# breaking on honor



## cuter1 (Sep 7, 2012)

my golden is great on marks and blinds....but on honoring another dog, YUK. He wants the duck. training him to sit, stay is great but bringing him to the line to honor another dog, forget it. Any help would be appreciated.

Darryl Adams 412-653-7880


----------



## TheZ's (Jun 13, 2011)

If you post in the Hunt and Field section of the Sport forum section you're likely to get the attention of the folks who can share some suggestions and experiences. I've heard that bringing a dog to the line can be a challenge but have never had the chance to even observe it.


----------



## CAROLINA MOM (May 12, 2009)

*cuter1*-I moved your thread into that section for you.


----------



## gdgli (Aug 24, 2011)

cuter1 said:


> my golden is great on marks and blinds....but on honoring another dog, YUK. He wants the duck. training him to sit, stay is great but bringing him to the line to honor another dog, forget it. Any help would be appreciated.
> 
> Darryl Adams 412-653-7880


That does require a lot of training. Never let him break on anything, proof his sit. Train with him on lead. Do multiple honors. Do honor from a distance and gradually close the distance to the working dog. And remember, all good dogs break, it is just a matter of when.


----------



## Claudia M (Aug 8, 2012)

cuter1 said:


> my golden is great on marks and blinds....but on honoring another dog, YUK. He wants the duck. training him to sit, stay is great but bringing him to the line to honor another dog, forget it. Any help would be appreciated.
> 
> Darryl Adams 412-653-7880


How old is your dog? What have you done so far on honoring?


----------



## MillionsofPeaches (Oct 30, 2012)

Im working on honor with my 7 month puppy right now. One thing I have noticed helps a lot is leaving a bumper in his mouth while he is honoring. Then when he doesn't break after I've called my other dog to go, I praise him a lot and make sure he gets the next mark. Of course before I did this I started with him leashed and stepping on the leash. 

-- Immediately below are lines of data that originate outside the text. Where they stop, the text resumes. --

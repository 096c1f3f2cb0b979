//! npm registry HTTP client.
//!
//! Fetches packuments and tarballs directly over HTTP; no package-manager
//! CLI is spawned, which keeps lifecycle scripts out of the process
//! entirely. Redirects are never followed automatically: each hop is
//! validated against the configured registry origin before the next
//! request is issued.

use std::time::Duration;

use futures::StreamExt;
use tracing::debug;

use vincent_core::PackageIdentity;

use super::types::{NormalizedPackage, Packument};
use crate::error::{ImportError, ImportResult};

/// Default npm registry URL.
const DEFAULT_REGISTRY: &str = "https://registry.npmjs.org";

/// Default maximum tarball size (50 MB).
const DEFAULT_MAX_TARBALL_SIZE: u64 = 50 * 1024 * 1024;

/// Default HTTP request timeout.
const DEFAULT_TIMEOUT: Duration = Duration::from_secs(120);

/// Default connection timeout.
const DEFAULT_CONNECT_TIMEOUT: Duration = Duration::from_secs(30);

/// Maximum redirect hops followed when talking to the registry.
const MAX_REDIRECTS: u32 = 10;

/// HTTP client for one npm registry.
pub struct RegistryClient {
    client: reqwest::Client,
    registry_url: String,
    max_tarball_size: u64,
}

impl RegistryClient {
    /// Create a client against the public npm registry with default
    /// timeouts.
    ///
    /// # Errors
    ///
    /// Returns [`ImportError::Registry`] if the HTTP client cannot be
    /// built (e.g. TLS backend unavailable).
    pub fn new() -> ImportResult<Self> {
        Ok(Self {
            client: build_http_client(DEFAULT_TIMEOUT)?,
            registry_url: DEFAULT_REGISTRY.to_string(),
            max_tarball_size: DEFAULT_MAX_TARBALL_SIZE,
        })
    }

    /// Point the client at a different registry.
    #[must_use]
    pub fn with_registry_url(mut self, url: impl Into<String>) -> Self {
        self.registry_url = url.into();
        self
    }

    /// Override the maximum tarball size in bytes.
    #[must_use]
    pub fn with_max_tarball_size(mut self, bytes: u64) -> Self {
        self.max_tarball_size = bytes;
        self
    }

    /// Override the HTTP request timeout.
    ///
    /// # Errors
    ///
    /// Returns [`ImportError::Registry`] if the HTTP client cannot be
    /// rebuilt.
    pub fn with_timeout(mut self, timeout: Duration) -> ImportResult<Self> {
        self.client = build_http_client(timeout)?;
        Ok(self)
    }

    /// Fetch and normalize the metadata of one published version.
    ///
    /// The full packument is fetched and the entry for the identity's
    /// version selected from it.
    ///
    /// # Errors
    ///
    /// Returns [`ImportError::VersionNotFound`] when the packument has no
    /// entry for the requested version, and
    /// [`ImportError::PackageLookupFailed`] for every other failure;
    /// network errors and unknown packages are indistinguishable here.
    pub async fn package_info(
        &self,
        identity: &PackageIdentity,
    ) -> ImportResult<NormalizedPackage> {
        let packument = self
            .fetch_packument(identity.package_name())
            .await
            .map_err(|e| ImportError::PackageLookupFailed {
                message: e.to_string(),
            })?;

        let info = packument.versions.get(identity.version()).cloned().ok_or_else(|| {
            ImportError::VersionNotFound {
                package: identity.package_name().to_string(),
                version: identity.version().to_string(),
            }
        })?;

        Ok(info.normalize())
    }

    /// Fetch the full packument for a package name.
    async fn fetch_packument(&self, package_name: &str) -> ImportResult<Packument> {
        let url = format!("{}/{}", self.registry_url, registry_path(package_name));
        debug!(url = %url, "fetching packument");

        let response = self.get_with_validated_redirects(&url, "packument").await?;

        let status = response.status();
        if !status.is_success() {
            return Err(ImportError::Registry {
                message: format!("registry returned {status} for {package_name}"),
            });
        }

        response
            .json::<Packument>()
            .await
            .map_err(|e| ImportError::Registry {
                message: format!("failed to parse registry response: {e}"),
            })
    }

    /// Download a tarball into memory, enforcing the size ceiling while
    /// streaming.
    pub(crate) async fn download_tarball(
        &self,
        url: &str,
        package: &str,
    ) -> ImportResult<Vec<u8>> {
        debug!(url = %url, package = %package, "downloading tarball");

        let response = self.get_with_validated_redirects(url, package).await?;

        let status = response.status();
        if !status.is_success() {
            return Err(ImportError::Registry {
                message: format!("tarball download failed with status {status} for {package}"),
            });
        }

        if let Some(content_length) = response.content_length() {
            if content_length > self.max_tarball_size {
                return Err(ImportError::PackageTooLarge {
                    size: content_length,
                    limit: self.max_tarball_size,
                });
            }
        }

        // The running counter guards against bodies longer than their
        // declared Content-Length, and against a missing header.
        let mut stream = response.bytes_stream();
        let mut buffer = Vec::new();
        let mut downloaded: u64 = 0;

        while let Some(chunk) = stream.next().await {
            let chunk = chunk.map_err(|e| ImportError::Registry {
                message: format!("failed to read tarball body for {package}: {e}"),
            })?;

            downloaded = downloaded.saturating_add(chunk.len() as u64);
            if downloaded > self.max_tarball_size {
                return Err(ImportError::PackageTooLarge {
                    size: downloaded,
                    limit: self.max_tarball_size,
                });
            }

            buffer.extend_from_slice(&chunk);
        }

        Ok(buffer)
    }

    /// Require HTTPS and the registry's host/port for every URL touched.
    fn validate_registry_origin(&self, target: &str) -> ImportResult<()> {
        let target_url = url::Url::parse(target).map_err(|e| ImportError::UrlBlocked {
            url: format!("{target} (parse error: {e})"),
        })?;

        if target_url.scheme() != "https" {
            return Err(ImportError::UrlBlocked {
                url: target.to_string(),
            });
        }

        let registry = url::Url::parse(&self.registry_url).map_err(|e| ImportError::Registry {
            message: format!("invalid registry URL: {e}"),
        })?;

        if target_url.host_str() != registry.host_str()
            || target_url.port_or_known_default() != registry.port_or_known_default()
        {
            return Err(ImportError::UrlBlocked {
                url: target.to_string(),
            });
        }

        Ok(())
    }

    /// GET with manual redirect handling; every hop is origin-validated
    /// before it is followed.
    async fn get_with_validated_redirects(
        &self,
        url: &str,
        context: &str,
    ) -> ImportResult<reqwest::Response> {
        self.validate_registry_origin(url)?;

        let mut current_url = url.to_string();

        for _ in 0..MAX_REDIRECTS {
            let response =
                self.client
                    .get(&current_url)
                    .send()
                    .await
                    .map_err(|e| ImportError::Registry {
                        message: format!("failed to fetch {context}: {e}"),
                    })?;

            if response.status().is_redirection() {
                let location = response
                    .headers()
                    .get(reqwest::header::LOCATION)
                    .and_then(|v| v.to_str().ok())
                    .ok_or_else(|| ImportError::Registry {
                        message: format!("redirect without Location header for {context}"),
                    })?;

                let next_url = url::Url::parse(&current_url)
                    .and_then(|base| base.join(location))
                    .map_err(|e| ImportError::UrlBlocked {
                        url: format!("{location} (parse error: {e})"),
                    })?;

                self.validate_registry_origin(next_url.as_str())?;
                debug!(redirect = %next_url, context, "following validated redirect");
                current_url = next_url.into();
                continue;
            }

            return Ok(response);
        }

        Err(ImportError::Registry {
            message: format!("too many redirects for {context}"),
        })
    }
}

/// Build the underlying HTTP client. Automatic redirects are disabled so
/// every hop passes origin validation.
fn build_http_client(timeout: Duration) -> ImportResult<reqwest::Client> {
    reqwest::Client::builder()
        .timeout(timeout)
        .connect_timeout(DEFAULT_CONNECT_TIMEOUT)
        .redirect(reqwest::redirect::Policy::none())
        .user_agent(concat!("vincent-import/", env!("CARGO_PKG_VERSION")))
        .build()
        .map_err(|e| ImportError::Registry {
            message: format!("failed to build HTTP client: {e}"),
        })
}

/// URL path segment for a package name.
///
/// Scoped names keep the leading `@` and encode the separating slash as
/// `%2F`; every component is percent-encoded besides that.
fn registry_path(package_name: &str) -> String {
    match package_name.strip_prefix('@').and_then(|rest| rest.split_once('/')) {
        Some((scope, name)) => {
            format!("@{}%2F{}", percent_encode(scope), percent_encode(name))
        },
        None => percent_encode(package_name),
    }
}

/// Percent-encode a URL path component.
fn percent_encode(component: &str) -> String {
    let mut encoded = String::with_capacity(component.len());
    for byte in component.bytes() {
        if byte.is_ascii_alphanumeric() || matches!(byte, b'-' | b'_' | b'.' | b'~') {
            encoded.push(byte as char);
        } else {
            use std::fmt::Write;
            let _ = write!(encoded, "%{byte:02X}");
        }
    }
    encoded
}
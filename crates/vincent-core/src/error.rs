//! Validation error types.

/// Errors from identity validation.
#[derive(Debug, thiserror::Error)]
pub enum CoreError {
    /// The package name violates npm naming rules for new packages.
    #[error("invalid package name '{name}': {reason}")]
    InvalidPackageName {
        /// The rejected name.
        name: String,
        /// Why the name is invalid.
        reason: String,
    },

    /// The version string is not an explicit semantic version.
    #[error("invalid version '{version}': {reason}")]
    InvalidVersion {
        /// The rejected version string.
        version: String,
        /// Why the version is invalid.
        reason: String,
    },
}

/// Result type for validation operations.
pub type CoreResult<T> = Result<T, CoreError>;
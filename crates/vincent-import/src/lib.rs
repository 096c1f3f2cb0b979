//! Package import and supported-policy resolution for the Vincent
//! registry.
//!
//! Two independent operations make up this crate:
//!
//! - [`TarballImporter::import_package`]: download a published package
//!   version into an isolated temporary directory, extract it, and read
//!   the build-generated metadata (content identifier, and for policies
//!   the UI/JSON schema pair). The directory is cleaned up on every exit
//!   path.
//! - [`identify_supported_policies`]: classify a package's declared
//!   dependency map against the policy directory with two batched
//!   lookups.
//!
//! Registry metadata for a version (dependencies included) comes from
//! [`RegistryClient::package_info`], which fetches the packument and
//! normalizes conventional `package.json` shorthands.
//!
//! Nothing here retries: every failure propagates to the caller, which
//! owns retry and timeout policy.

#![deny(unsafe_code)]
#![warn(missing_docs)]
#![deny(clippy::all)]
#![warn(unreachable_pub)]

pub mod error;
mod extract;
mod integrity;
pub mod import;
pub mod npm;
pub mod resolve;

pub use error::{ImportError, ImportResult};
pub use import::{HttpTarballSource, PackageMetadata, TarballImporter, TarballSource};
pub use npm::{DependencyMap, NormalizedPackage, RegistryClient};
pub use resolve::{PolicyResolution, identify_supported_policies};
//! Serde types for npm registry JSON responses, plus the normalization
//! step that fills conventional `package.json` defaults.
//!
//! Published manifests are allowed to carry `repository` and `author` in
//! shorthand string form; [`VersionInfo::normalize`] expands both into
//! their structured shapes so callers never see the shorthand.

use std::collections::{BTreeMap, HashMap};

use serde::{Deserialize, Serialize};

/// Declared dependencies: package name → version specifier, verbatim.
pub type DependencyMap = BTreeMap<String, String>;

/// Top-level npm registry response for a package: every published
/// version's metadata in one document.
#[derive(Debug, Clone, Deserialize)]
pub struct Packument {
    /// Package name.
    #[serde(default)]
    pub name: String,
    /// Mapping of dist-tags to version strings (e.g. `{"latest": "1.0.0"}`).
    #[serde(rename = "dist-tags", default)]
    pub dist_tags: HashMap<String, String>,
    /// Per-version metadata, keyed by semver string.
    #[serde(default)]
    pub versions: HashMap<String, VersionInfo>,
}

/// Metadata for a single published version, as the registry serves it.
#[derive(Debug, Clone, Deserialize)]
pub struct VersionInfo {
    /// Package name.
    #[serde(default)]
    pub name: String,
    /// Version string.
    #[serde(default)]
    pub version: String,
    /// Free-form description.
    #[serde(default)]
    pub description: Option<String>,
    /// Search keywords.
    #[serde(default)]
    pub keywords: Vec<String>,
    /// Declared runtime dependencies.
    #[serde(default)]
    pub dependencies: DependencyMap,
    /// Repository, possibly in string shorthand.
    #[serde(default)]
    pub repository: Option<RepositoryField>,
    /// Author, possibly in `Name <email> (url)` shorthand.
    #[serde(default)]
    pub author: Option<PersonField>,
    /// Distribution info (tarball URL, integrity hashes).
    pub dist: DistInfo,
}

/// Distribution information for a published version.
#[derive(Debug, Clone, Deserialize)]
pub struct DistInfo {
    /// Tarball download URL.
    pub tarball: String,
    /// SRI integrity string (e.g. `"sha512-<base64>"`).
    #[serde(default)]
    pub integrity: Option<String>,
    /// SHA-1 hex digest (legacy fallback; never verified here).
    #[serde(default)]
    pub shasum: Option<String>,
}

/// `repository` as published: either a bare string or the full object.
#[derive(Debug, Clone, Deserialize)]
#[serde(untagged)]
pub enum RepositoryField {
    /// Structured form.
    Full(Repository),
    /// Shorthand such as `"github:user/repo"` or a plain URL.
    Shorthand(String),
}

/// Structured repository reference.
#[derive(Debug, Clone, PartialEq, Eq, Serialize, Deserialize)]
pub struct Repository {
    /// VCS type, conventionally `"git"`.
    #[serde(rename = "type", default = "default_repository_type")]
    pub kind: String,
    /// Repository URL.
    pub url: String,
    /// Subdirectory within a monorepo, when declared.
    #[serde(default, skip_serializing_if = "Option::is_none")]
    pub directory: Option<String>,
}

fn default_repository_type() -> String {
    "git".to_string()
}

/// `author` as published: either a shorthand string or the full object.
#[derive(Debug, Clone, Deserialize)]
#[serde(untagged)]
pub enum PersonField {
    /// Structured form.
    Full(Person),
    /// Shorthand `"Name <email> (url)"`.
    Shorthand(String),
}

/// A person reference (author, contributor).
#[derive(Debug, Clone, Default, PartialEq, Eq, Serialize, Deserialize)]
pub struct Person {
    /// Display name.
    #[serde(default, skip_serializing_if = "Option::is_none")]
    pub name: Option<String>,
    /// Email address.
    #[serde(default, skip_serializing_if = "Option::is_none")]
    pub email: Option<String>,
    /// Homepage URL.
    #[serde(default, skip_serializing_if = "Option::is_none")]
    pub url: Option<String>,
}

/// A version's metadata after normalization: shorthands expanded,
/// conventional defaults filled in.
#[derive(Debug, Clone)]
pub struct NormalizedPackage {
    /// Package name.
    pub name: String,
    /// Version string.
    pub version: String,
    /// Free-form description.
    pub description: Option<String>,
    /// Search keywords.
    pub keywords: Vec<String>,
    /// Declared runtime dependencies, verbatim.
    pub dependencies: DependencyMap,
    /// Structured repository reference.
    pub repository: Option<Repository>,
    /// Structured author reference.
    pub author: Option<Person>,
    /// Distribution info.
    pub dist: DistInfo,
}

impl VersionInfo {
    /// Expand shorthand fields into their structured shapes.
    #[must_use]
    pub fn normalize(self) -> NormalizedPackage {
        NormalizedPackage {
            name: self.name,
            version: self.version,
            description: self.description,
            keywords: self.keywords,
            dependencies: self.dependencies,
            repository: self.repository.map(RepositoryField::into_repository),
            author: self.author.map(PersonField::into_person),
            dist: self.dist,
        }
    }
}

impl RepositoryField {
    /// Expand shorthand into a structured [`Repository`].
    ///
    /// `github:user/repo` and bare `user/repo` become GitHub HTTPS URLs;
    /// anything containing a scheme passes through unchanged.
    #[must_use]
    pub fn into_repository(self) -> Repository {
        match self {
            Self::Full(repository) => repository,
            Self::Shorthand(shorthand) => {
                let url = if shorthand.contains("://") {
                    shorthand
                } else if let Some(rest) = shorthand.strip_prefix("github:") {
                    format!("https://github.com/{rest}")
                } else {
                    format!("https://github.com/{shorthand}")
                };
                Repository {
                    kind: default_repository_type(),
                    url,
                    directory: None,
                }
            },
        }
    }
}

impl PersonField {
    /// Expand `"Name <email> (url)"` shorthand into a structured
    /// [`Person`]. Every segment is optional.
    #[must_use]
    pub fn into_person(self) -> Person {
        match self {
            Self::Full(person) => person,
            Self::Shorthand(shorthand) => parse_person(&shorthand),
        }
    }
}

/// Parse the `Name <email> (url)` convention.
fn parse_person(raw: &str) -> Person {
    let mut person = Person::default();
    let mut rest = raw.trim().to_string();

    if let Some(start) = rest.find('(') {
        if let Some(end) = rest.rfind(')') {
            if end > start {
                let url = rest.get(start.saturating_add(1)..end).unwrap_or("").trim();
                if !url.is_empty() {
                    person.url = Some(url.to_string());
                }
                let mut trimmed = rest.clone();
                trimmed.replace_range(start..=end, "");
                rest = trimmed;
            }
        }
    }

    if let Some(start) = rest.find('<') {
        if let Some(end) = rest.rfind('>') {
            if end > start {
                let email = rest.get(start.saturating_add(1)..end).unwrap_or("").trim();
                if !email.is_empty() {
                    person.email = Some(email.to_string());
                }
                let mut trimmed = rest.clone();
                trimmed.replace_range(start..=end, "");
                rest = trimmed;
            }
        }
    }

    let name = rest.trim();
    if !name.is_empty() {
        person.name = Some(name.to_string());
    }
    person
}
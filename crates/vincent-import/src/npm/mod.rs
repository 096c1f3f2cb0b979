//! npm registry access: packument types and the HTTP client.

pub mod client;
pub mod types;

pub use client::RegistryClient;
pub use types::{
    DependencyMap, DistInfo, NormalizedPackage, Packument, Person, Repository, VersionInfo,
};
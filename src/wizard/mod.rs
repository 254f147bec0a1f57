//! Wizard step machine and section auto-navigation

mod step;

pub use step::WizardStep;

use serde::Serialize;
use std::collections::BTreeSet;
use thiserror::Error;

use crate::draft::OfferDraft;
use crate::engine::SectionReport;
use crate::types::SectionId;

/// Errors from wizard navigation
#[derive(Error, Debug, Clone, PartialEq, Eq)]
pub enum WizardError {
    #[error("step '{0}' is not complete yet")]
    CannotAdvance(WizardStep),

    #[error("already at the last step")]
    AtLastStep,

    #[error("already at the first step")]
    AtFirstStep,

    #[error("step '{0}' has not been reached yet")]
    Unreachable(WizardStep),
}

/// Fresh creation, or editing an already-published offer
#[derive(Debug, Clone, Copy, PartialEq, Eq, Serialize)]
#[serde(rename_all = "snake_case")]
pub enum WizardMode {
    Create,
    Edit,
}

#[derive(Debug, Clone, PartialEq, Eq)]
pub struct WizardState {
    mode: WizardMode,
    current: WizardStep,
    completed: BTreeSet<WizardStep>,
}

impl WizardState {
    pub fn create() -> Self {
        Self {
            mode: WizardMode::Create,
            current: WizardStep::first(),
            completed: BTreeSet::new(),
        }
    }

    /// Editing starts with every step before review already completed
    pub fn edit() -> Self {
        Self {
            mode: WizardMode::Edit,
            current: WizardStep::first(),
            completed: WizardStep::all()
                .iter()
                .copied()
                .filter(|s| *s != WizardStep::Review)
                .collect(),
        }
    }

    /// Restore position from a stored draft record
    pub fn resume(mode: WizardMode, current: WizardStep, completed: &[WizardStep]) -> Self {
        Self {
            mode,
            current,
            completed: completed.iter().copied().collect(),
        }
    }

    pub fn mode(&self) -> WizardMode {
        self.mode
    }

    pub fn current(&self) -> WizardStep {
        self.current
    }

    pub fn is_completed(&self, step: WizardStep) -> bool {
        self.completed.contains(&step)
    }

    /// Completed steps in wizard order
    pub fn completed_steps(&self) -> Vec<WizardStep> {
        self.completed.iter().copied().collect()
    }

    /// Move forward if the current step's predicate holds
    pub fn advance(&mut self, draft: &OfferDraft) -> Result<WizardStep, WizardError> {
        let next = self.current.next().ok_or(WizardError::AtLastStep)?;
        if !self.current.can_advance(draft) {
            return Err(WizardError::CannotAdvance(self.current));
        }

        self.completed.insert(self.current);
        tracing::debug!(from = %self.current, to = %next, "Wizard advanced");
        self.current = next;
        Ok(next)
    }

    /// Step backward.
    ///
    /// In create mode the step returned to and everything after it lose their
    /// completed status and must be advanced through again.
    pub fn back(&mut self) -> Result<WizardStep, WizardError> {
        let prev = self.current.prev().ok_or(WizardError::AtFirstStep)?;

        if self.mode == WizardMode::Create {
            self.completed.retain(|s| *s < prev);
        }

        tracing::debug!(from = %self.current, to = %prev, "Wizard stepped back");
        self.current = prev;
        Ok(prev)
    }

    /// Completed steps and the current one are reachable; edit mode reaches all
    pub fn is_reachable(&self, step: WizardStep) -> bool {
        self.mode == WizardMode::Edit || step == self.current || self.completed.contains(&step)
    }

    /// Jump via the step indicator
    pub fn go_to(&mut self, step: WizardStep) -> Result<WizardStep, WizardError> {
        if !self.is_reachable(step) {
            return Err(WizardError::Unreachable(step));
        }
        self.current = step;
        Ok(step)
    }
}

/// Tracks which section the host should open as sections complete.
///
/// The host is told to open a section only when the first incomplete section
/// changes; re-observing the same report is a no-op, which keeps a host that
/// re-renders on every instruction from looping.
#[derive(Debug, Clone, Default)]
pub struct SectionNavigator {
    observed: bool,
    last_first_incomplete: Option<SectionId>,
    open: Option<SectionId>,
}

impl SectionNavigator {
    pub fn new() -> Self {
        Self::default()
    }

    /// Section currently open in the host
    pub fn open_section(&self) -> Option<SectionId> {
        self.open
    }

    /// Feed a fresh report. Returns the section to open, if any.
    pub fn observe(&mut self, report: &SectionReport) -> Option<SectionId> {
        let first = report.first_incomplete;
        if self.observed && first == self.last_first_incomplete {
            return None;
        }
        self.observed = true;
        self.last_first_incomplete = first;

        // All complete: leave whatever is open alone
        let target = first?;
        if self.open == Some(target) {
            return None;
        }
        self.open = Some(target);
        tracing::trace!(section = target.key(), "Auto-navigating to section");
        Some(target)
    }

    /// Open a section directly (user click, or publish reopening an error)
    pub fn open(&mut self, section: SectionId) {
        self.open = Some(section);
    }
}

#[cfg(test)]
mod tests {
    use super::*;
    use crate::engine::compute_sections_default;
    use crate::types::{Merchant, OfferType};

    #[test]
    fn test_merchant_step_gating() {
        let mut wizard = WizardState::create();
        let mut draft = OfferDraft::with_type(OfferType::PercentOff);
        wizard.advance(&draft).unwrap();
        assert_eq!(wizard.current(), WizardStep::MerchantSelection);

        assert_eq!(
            wizard.advance(&draft),
            Err(WizardError::CannotAdvance(WizardStep::MerchantSelection))
        );

        draft.merchant = Some(Merchant::existing("M001"));
        assert_eq!(wizard.advance(&draft), Ok(WizardStep::ContentEntry));
        assert!(wizard.is_completed(WizardStep::MerchantSelection));
    }

    #[test]
    fn test_back_in_create_mode_revokes_completion() {
        let mut draft = OfferDraft::with_type(OfferType::PercentOff);
        draft.merchant = Some(Merchant::existing("M001"));
        let mut wizard = WizardState::create();
        wizard.advance(&draft).unwrap();
        wizard.advance(&draft).unwrap();

        wizard.back().unwrap();
        assert_eq!(wizard.current(), WizardStep::MerchantSelection);
        assert!(wizard.is_completed(WizardStep::TypeSelection));
        assert!(!wizard.is_completed(WizardStep::MerchantSelection));
        assert!(!wizard.is_reachable(WizardStep::ContentEntry));
    }

    #[test]
    fn test_back_in_edit_mode_keeps_completion() {
        let mut wizard = WizardState::edit();
        wizard.go_to(WizardStep::Review).unwrap();
        wizard.back().unwrap();
        wizard.back().unwrap();
        assert!(wizard.is_completed(WizardStep::ContentEntry));
        assert!(wizard.is_reachable(WizardStep::Review));
    }

    #[test]
    fn test_go_to_only_reached_steps() {
        let mut wizard = WizardState::create();
        assert_eq!(
            wizard.go_to(WizardStep::Review),
            Err(WizardError::Unreachable(WizardStep::Review))
        );
        assert_eq!(wizard.go_to(WizardStep::TypeSelection), Ok(WizardStep::TypeSelection));
        assert_eq!(wizard.back(), Err(WizardError::AtFirstStep));
    }

    #[test]
    fn test_resume_restores_position() {
        let wizard = WizardState::resume(
            WizardMode::Create,
            WizardStep::ContentEntry,
            &[WizardStep::TypeSelection, WizardStep::MerchantSelection],
        );
        assert_eq!(wizard.current(), WizardStep::ContentEntry);
        assert!(wizard.is_reachable(WizardStep::MerchantSelection));
        assert!(!wizard.is_reachable(WizardStep::Review));
    }

    #[test]
    fn test_navigator_only_fires_on_change() {
        let mut nav = SectionNavigator::new();
        let mut draft = OfferDraft::with_type(OfferType::PercentOff);

        let report = compute_sections_default(&draft);
        assert_eq!(nav.observe(&report), Some(SectionId::Merchant));
        assert_eq!(nav.observe(&report), None);

        draft.merchant = Some(Merchant::existing("M001"));
        let report = compute_sections_default(&draft);
        assert_eq!(nav.observe(&report), Some(SectionId::TypeDetail));
        assert_eq!(nav.open_section(), Some(SectionId::TypeDetail));
    }

    #[test]
    fn test_navigator_keeps_section_open_when_all_complete() {
        let mut nav = SectionNavigator::new();
        nav.open(SectionId::Terms);
        let report = SectionReport {
            sections: Vec::new(),
            first_incomplete: None,
            all_complete: true,
        };
        assert_eq!(nav.observe(&report), None);
        assert_eq!(nav.open_section(), Some(SectionId::Terms));
    }
}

I really feel like you have to have two dogs to help you teach honor. Do you have that with your own or with a training partner?


----------



## tpd5 (Nov 7, 2013)

cuter1 said:


> He wants the duck.
> 
> Darryl Adams 412-653-7880


I think you need to teach him that he does not always get the duck even though he wants it. You do not need another dog to do this. 

Do you ever do stand alone marks? If you do, start throwing in some marks where you do not release him and you simply go pick up the bird yourself. Once he learns that not every bird is his to get it will be a lot easier to teach to honor another dog. 

If you are training with someone else you can try walk around singles with an honor. You have two dogs on the line and alternate getting to retrieve and getting to honor. Mix up by honoring for a couple in a row and then retrieving a couple in a row. Start on lead and slowly work your way to off lead. The reason walk around singles are good for this is that you can get in lots of repetitions without repeating marks over and over.


----------



## Golden Gibby (Jan 8, 2011)

For me it was very beneficial to join a club so I could go to training days with many other dogs and have chances to honor.

Also as suggested don't let him pick up all of the marks, make him watch you go out and pick them up sometimes.


----------



## Poppy2 (Jun 23, 2015)

Lets simplify, ok?
Makes things easy for the dog to learn.

Tools needed,
Two dogs a prong collar and a bumper.

Set both dogs at line 20yds from guy with bumper
Have guy toss bumper right infront of him 5 ft out.

Apply pressure by pulling up on leash gently and holding it while giving him his que. No bird, sit, whatever.

Have other handler send dog when your ready. Just give a head nod.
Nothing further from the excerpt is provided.